RSN Embroidery Studio: Home Interiors
21st May, 2020
Many of the pieces that come into the RSN Embroidery Studio are of sentimental value with amazing stories behind them. We often see samplers that can be traced back via the family tree sometimes opening another world to the family ancestors.
A client brought us a sampler which was amongst her mother’s sewing equipment. One of the names embroidered in to it is of her father’s ancestors. The client assumes that her mother had kept the sampler for this reason and was enthusiastic to research further into her paternal family tree, researching the individual names listed. The date on the sampler is 1839, and is in keeping with the style of that time.
Fortunately, the sampler did not have any holes or broken threads on it, but it did have moth residue. The first process was therefore to lightly surface clean the sampler with a low suction conservation hoover before placing it on to a support fabric of linen.
Once this was complete, we mounted the piece onto conservation grade card ready for framing. When placing any textile behind glass it is very important that the glass does not touch the textile and that air can flow between the two very different materials. The back should be sealed to prevent little insects getting in to make their home and have a feast!
The final sampler after restoration:
The sampler was not the only piece our client brought to us, she also brought two unfinished Jacobean Crewelwork pieces. These embroideries were originally destined as covers for dining chairs. The client’s mother spent a lot of her childhood stitching as she had a disability which meant running around was not a possibility. She learnt to sew beautifully, not just in ‘Jacobean’ stitches but also in Whitework, and turned her hand to embroidered pictures and making embroidered boxes.
The chair seats were not completed as the client’s grandmother left a set of more grand chairs, and she suspects that her mother started working on a different project instead. The client’s mother was a member of the Broderers of York Minster, which she loved and her work is still on display and in use in the Minster. From what we can see, she was a very accomplished embroiderer.
The RSN Embroidery Studio had the satisfying task of finishing the embroidery and making the pieces into cushions – not as straight forward as you might think!
The Studio Embroiderers firstly had to match the thread colours, taking in to consideration how the client’s mother would have continued to work them and where she would have placed the colours and stitches. Each cushion had different areas worked which gave us a clue as to her intentions as well as the decisions she had already made on the areas she had completed. In addition, it is the skill of the RSN Studio Team to adapt their own style and tension to suit that of an original piece of work so that it does not look like the work of two different people. This skill, and the ability to adapt the natural way of working of a highly trained RSN Embroiderer, comes with experience and confidence in the techniques as well as one’s own ability.

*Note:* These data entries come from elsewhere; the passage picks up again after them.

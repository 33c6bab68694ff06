//! `FileStore`: the six data files in one directory.

use std::path::{Path, PathBuf};

use xd_core::DockKind;
use xd_dispatch::Queues;
use xd_ledger::{Ledger, UnitTimeTable};
use xd_sim::Facility;

use crate::records::{read_rates, read_tasks, read_warehouse, write_rates, write_tasks, write_warehouse};
use crate::StoreResult;

pub const UNLOAD_QUEUE_FILE: &str = "unload_queue.txt";
pub const LOAD_QUEUE_FILE:   &str = "load_queue.txt";
pub const WAREHOUSE_FILE:    &str = "warehouse.txt";
pub const UNLOAD_TIMES_FILE: &str = "unload_times.txt";
pub const LOAD_TIMES_FILE:   &str = "load_times.txt";
pub const HISTORY_FILE:      &str = "history_of_actions.txt";

/// Everything restored at process start.
#[derive(Debug, Clone, Default)]
pub struct Snapshot {
    pub queues:       Queues,
    pub ledger:       Ledger,
    pub unload_rates: UnitTimeTable,
    pub load_rates:   UnitTimeTable,
}

/// Durable state as plain text files under one directory.
///
/// Missing files load as empty, so a fresh directory is a valid cold start.
#[derive(Debug, Clone)]
pub struct FileStore {
    dir:         PathBuf,
    write_rates: bool,
}

impl FileStore {
    pub fn new(dir: impl Into<PathBuf>) -> Self {
        Self { dir: dir.into(), write_rates: true }
    }

    /// Never rewrite the unit-time files on save.  Rates held in memory that
    /// did not come from disk stay out of the data directory.
    pub fn without_rate_writes(mut self) -> Self {
        self.write_rates = false;
        self
    }

    #[inline]
    pub fn dir(&self) -> &Path {
        &self.dir
    }

    pub fn queue_path(&self, kind: DockKind) -> PathBuf {
        self.dir.join(match kind {
            DockKind::Unload => UNLOAD_QUEUE_FILE,
            DockKind::Load   => LOAD_QUEUE_FILE,
        })
    }

    pub fn rates_path(&self, kind: DockKind) -> PathBuf {
        self.dir.join(match kind {
            DockKind::Unload => UNLOAD_TIMES_FILE,
            DockKind::Load   => LOAD_TIMES_FILE,
        })
    }

    pub fn warehouse_path(&self) -> PathBuf {
        self.dir.join(WAREHOUSE_FILE)
    }

    pub fn history_path(&self) -> PathBuf {
        self.dir.join(HISTORY_FILE)
    }

    /// Read queues, warehouse, and both unit-time tables.
    pub fn load(&self) -> StoreResult<Snapshot> {
        let snapshot = Snapshot {
            queues: Queues::new(
                read_tasks(&self.queue_path(DockKind::Unload))?,
                read_tasks(&self.queue_path(DockKind::Load))?,
            ),
            ledger:       read_warehouse(&self.warehouse_path())?,
            unload_rates: read_rates(&self.rates_path(DockKind::Unload))?,
            load_rates:   read_rates(&self.rates_path(DockKind::Load))?,
        };
        tracing::info!(
            dir = %self.dir.display(),
            unload_queued = snapshot.queues.unload.len(),
            load_queued = snapshot.queues.load.len(),
            items = snapshot.ledger.len(),
            "state loaded",
        );
        Ok(snapshot)
    }

    pub fn save(&self, snapshot: &Snapshot) -> StoreResult<()> {
        self.write_all(&snapshot.queues, &snapshot.ledger, &snapshot.unload_rates, &snapshot.load_rates)
    }

    /// Save the live state of a running scheduler.
    pub fn save_facility(&self, facility: &Facility) -> StoreResult<()> {
        self.write_all(
            facility.queues(),
            facility.ledger(),
            facility.dock(DockKind::Unload).rates(),
            facility.dock(DockKind::Load).rates(),
        )
    }

    fn write_all(
        &self,
        queues:       &Queues,
        ledger:       &Ledger,
        unload_rates: &UnitTimeTable,
        load_rates:   &UnitTimeTable,
    ) -> StoreResult<()> {
        std::fs::create_dir_all(&self.dir)?;
        write_tasks(&self.queue_path(DockKind::Unload), &queues.unload)?;
        write_tasks(&self.queue_path(DockKind::Load), &queues.load)?;
        write_warehouse(&self.warehouse_path(), ledger)?;
        if self.write_rates {
            write_rates(&self.rates_path(DockKind::Unload), unload_rates)?;
            write_rates(&self.rates_path(DockKind::Load), load_rates)?;
        }
        tracing::debug!(dir = %self.dir.display(), "state saved");
        Ok(())
    }
}
//! Priority scoring for pending tasks.
//!
//! The queue manager asks a [`PriorityModel`] for one [`PriorityKey`] per
//! task and dispatches the largest.  Two models are provided:
//!
//! - [`WeightedPriority`] (default): the weighted sum from [`score`]:
//!
//!   ```text
//!   priority = waiting_secs × w_wait + dependency × w_dep + availability × w_avail
//!   ```
//!
//! - [`KeyOrderPriority`]: a two-key ordering: unloads by (dependency,
//!   quantity), loads by (on hand?, smallest stock first).  Waiting time is
//!   ignored.
//!
//! Both are pure functions of their inputs, so identical queue and ledger
//! snapshots at the same `now` always produce the same dispatch.

use std::cmp::Ordering;

use xd_core::{DockKind, ItemId, PriorityPolicy, PriorityWeights, Task, Timestamp};
use xd_ledger::Ledger;

use crate::TaskQueue;

// ── Context ───────────────────────────────────────────────────────────────────

/// Read-only view of the facility used while scoring.
#[derive(Clone, Copy)]
pub struct PriorityContext<'a> {
    pub now:        Timestamp,
    pub load_queue: &'a TaskQueue,
    pub ledger:     &'a Ledger,
}

// ── Key ───────────────────────────────────────────────────────────────────────

/// A sortable priority: compared on the first component, then the second.
/// Larger is more urgent.
#[derive(Copy, Clone, Debug, PartialEq)]
pub struct PriorityKey(pub f64, pub f64);

impl PriorityKey {
    #[inline]
    pub fn scalar(v: f64) -> Self {
        PriorityKey(v, 0.0)
    }
}

impl Eq for PriorityKey {}

impl PartialOrd for PriorityKey {
    fn partial_cmp(&self, other: &Self) -> Option<Ordering> {
        Some(self.cmp(other))
    }
}

impl Ord for PriorityKey {
    fn cmp(&self, other: &Self) -> Ordering {
        self.0.total_cmp(&other.0).then(self.1.total_cmp(&other.1))
    }
}

// ── Factor helpers ────────────────────────────────────────────────────────────

/// How urgently the load queue needs `item`: `len − index` of its first
/// occurrence, so earlier positions score higher.  0 if not needed.
pub fn dependency_score(item: &ItemId, load_queue: &TaskQueue) -> u64 {
    load_queue
        .position_of_item(item)
        .map_or(0, |idx| (load_queue.len() - idx) as u64)
}

/// 1 if `item` is on hand, else 0.
pub fn availability_score(item: &ItemId, ledger: &Ledger) -> u64 {
    u64::from(ledger.available(item) > 0)
}

/// Weighted-sum priority of `task` waiting in the `kind` queue.
///
/// Unload tasks score waiting time plus dependency; load tasks score waiting
/// time plus availability.
pub fn score(
    task:       &Task,
    kind:       DockKind,
    now:        Timestamp,
    load_queue: &TaskQueue,
    ledger:     &Ledger,
    weights:    &PriorityWeights,
) -> f64 {
    let waiting = now.since(task.arrival()) as f64;
    let (dependency, availability) = match kind {
        DockKind::Unload => (dependency_score(task.item(), load_queue), 0),
        DockKind::Load   => (0, availability_score(task.item(), ledger)),
    };
    waiting * weights.wait
        + dependency as f64 * weights.dependency
        + availability as f64 * weights.availability
}

// ── Trait ─────────────────────────────────────────────────────────────────────

/// Ranking rule used by the queue manager at dispatch.
///
/// # Contract
///
/// - Must be deterministic: no clock reads, no randomness.
/// - Must not mutate anything or perform I/O.
pub trait PriorityModel: Send + Sync {
    fn key(&self, task: &Task, kind: DockKind, ctx: &PriorityContext<'_>) -> PriorityKey;
}

/// The weighted-sum model.
#[derive(Clone, Copy, Debug, Default, PartialEq)]
pub struct WeightedPriority {
    pub weights: PriorityWeights,
}

impl WeightedPriority {
    pub fn new(weights: PriorityWeights) -> Self {
        Self { weights }
    }
}

impl PriorityModel for WeightedPriority {
    #[inline]
    fn key(&self, task: &Task, kind: DockKind, ctx: &PriorityContext<'_>) -> PriorityKey {
        PriorityKey::scalar(score(task, kind, ctx.now, ctx.load_queue, ctx.ledger, &self.weights))
    }
}

/// The two-key model.
#[derive(Clone, Copy, Debug, Default, PartialEq, Eq)]
pub struct KeyOrderPriority;

impl PriorityModel for KeyOrderPriority {
    fn key(&self, task: &Task, kind: DockKind, ctx: &PriorityContext<'_>) -> PriorityKey {
        match kind {
            DockKind::Unload => PriorityKey(
                dependency_score(task.item(), ctx.load_queue) as f64,
                task.quantity() as f64,
            ),
            DockKind::Load => PriorityKey(
                availability_score(task.item(), ctx.ledger) as f64,
                -(ctx.ledger.available(task.item()) as f64),
            ),
        }
    }
}

/// Runtime choice between the two models, built from configuration.
#[derive(Clone, Copy, Debug, PartialEq)]
pub enum Ranking {
    Weighted(WeightedPriority),
    KeyOrder(KeyOrderPriority),
}

impl Ranking {
    pub fn from_config(policy: PriorityPolicy, weights: PriorityWeights) -> Self {
        match policy {
            PriorityPolicy::Weighted => Ranking::Weighted(WeightedPriority::new(weights)),
            PriorityPolicy::KeyOrder => Ranking::KeyOrder(KeyOrderPriority),
        }
    }
}

impl Default for Ranking {
    fn default() -> Self {
        Ranking::Weighted(WeightedPriority::default())
    }
}

impl PriorityModel for Ranking {
    #[inline]
    fn key(&self, task: &Task, kind: DockKind, ctx: &PriorityContext<'_>) -> PriorityKey {
        match self {
            Ranking::Weighted(m) => m.key(task, kind, ctx),
            Ranking::KeyOrder(m) => m.key(task, kind, ctx),
        }
    }
}
//! Error types for xd-store.

use std::path::PathBuf;

use thiserror::Error;

/// Errors that can occur when reading or writing the data files.
///
/// A missing file is not an error: it reads as empty.
#[derive(Debug, Error)]
pub enum StoreError {
    #[error("I/O error: {0}")]
    Io(#[from] std::io::Error),

    #[error("CSV error: {0}")]
    Csv(#[from] csv::Error),

    /// A field of the right line width could not be parsed.
    #[error("{path}:{line}: {message}")]
    Parse {
        path:    PathBuf,
        line:    u64,
        message: String,
    },
}

/// Alias for `Result<T, StoreError>`.
pub type StoreResult<T> = Result<T, StoreError>;
use dig_core::{DiffSource, TextWindow};

/// Diff text of the selected record seen through a [`TextWindow`].
///
/// The body is fetched lazily: [`DetailArea::sync`] only hits the source
/// when the selected key differs from the one last fetched, no matter how
/// many frames are drawn in between.
#[derive(Debug, Default)]
pub struct DetailArea {
    key: Option<String>,
    pub window: TextWindow,
}

impl DetailArea {
    pub fn new() -> Self {
        Self::default()
    }

    /// Key whose body is currently loaded
    pub fn key(&self) -> Option<&str> {
        self.key.as_deref()
    }

    /// Load the body for `key` if it is not the one already shown.
    /// Returns true when a fetch happened. A failed fetch shows an empty body.
    pub fn sync(&mut self, key: &str, source: &dyn DiffSource) -> bool {
        if self.key.as_deref() == Some(key) {
            return false;
        }
        let text = source.diff(key).unwrap_or_else(|err| {
            tracing::warn!(key, %err, "diff fetch failed");
            Vec::new()
        });
        self.key = Some(key.to_string());
        self.window.reset(text);
        true
    }
}
//! File logging
//!
//! The terminal is owned by the UI, so logs go to `<cache dir>/dig/dig.log`.
//! Verbosity comes from `DIG_LOG` (EnvFilter syntax), defaulting to `warn`.

use tracing_appender::non_blocking::WorkerGuard;
use tracing_subscriber::EnvFilter;

const LOG_ENV: &str = "DIG_LOG";
const LOG_FILE: &str = "dig.log";
const DEFAULT_FILTER: &str = "warn";

/// Install the global subscriber. The returned guard flushes on drop and must
/// live until exit; `None` means logging is disabled.
pub fn init() -> Option<WorkerGuard> {
    let dir = dirs::cache_dir()?.join("dig");
    std::fs::create_dir_all(&dir).ok()?;

    let file_appender = tracing_appender::rolling::never(&dir, LOG_FILE);
    let (writer, guard) = tracing_appender::non_blocking(file_appender);
    let filter =
        EnvFilter::try_from_env(LOG_ENV).unwrap_or_else(|_| EnvFilter::new(DEFAULT_FILTER));

    tracing_subscriber::fmt()
        .with_env_filter(filter)
        .with_writer(writer)
        .with_ansi(false)
        .try_init()
        .ok()?;

    Some(guard)
}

The cushions were constructed with a linen fabric back, a similar weight to the twill on the front. Using a spot cleaning method, we needed to remove some design marks in the corners, which were there to show the corner position for the chair pad. We used a feather cushion inner and chose a size larger as this will give more support to the embroidery in the future, keeping it from being crushed, which could happen if the inner was too soft. We finished the cushions with a hand twisted woollen cord taking the colours from the cushion so that each one was different.
We were delighted with the final result and so was our client, who has donated the four remaining chair seats to the RSN. We will use them for training the Future Tutor students during their Studio time. In this particular case, their training will be as if a client has brought them a commission and they will learn how to complete the work, from estimating the time and cost, to the thread quantity and making it up either as a cushion or a chair pad. These are important and, indeed, vital skills required when either working in the RSN Studio or when they are working Freelance.
We thought that we would let our client have the final word: “I do not have my mother’s talent in either stitching or the eye for colour so I am immensely grateful to the ladies who completed the cushions. I cannot tell whose work is whose, but as they sit on my sofa I look at them and feel my mother’s presence.”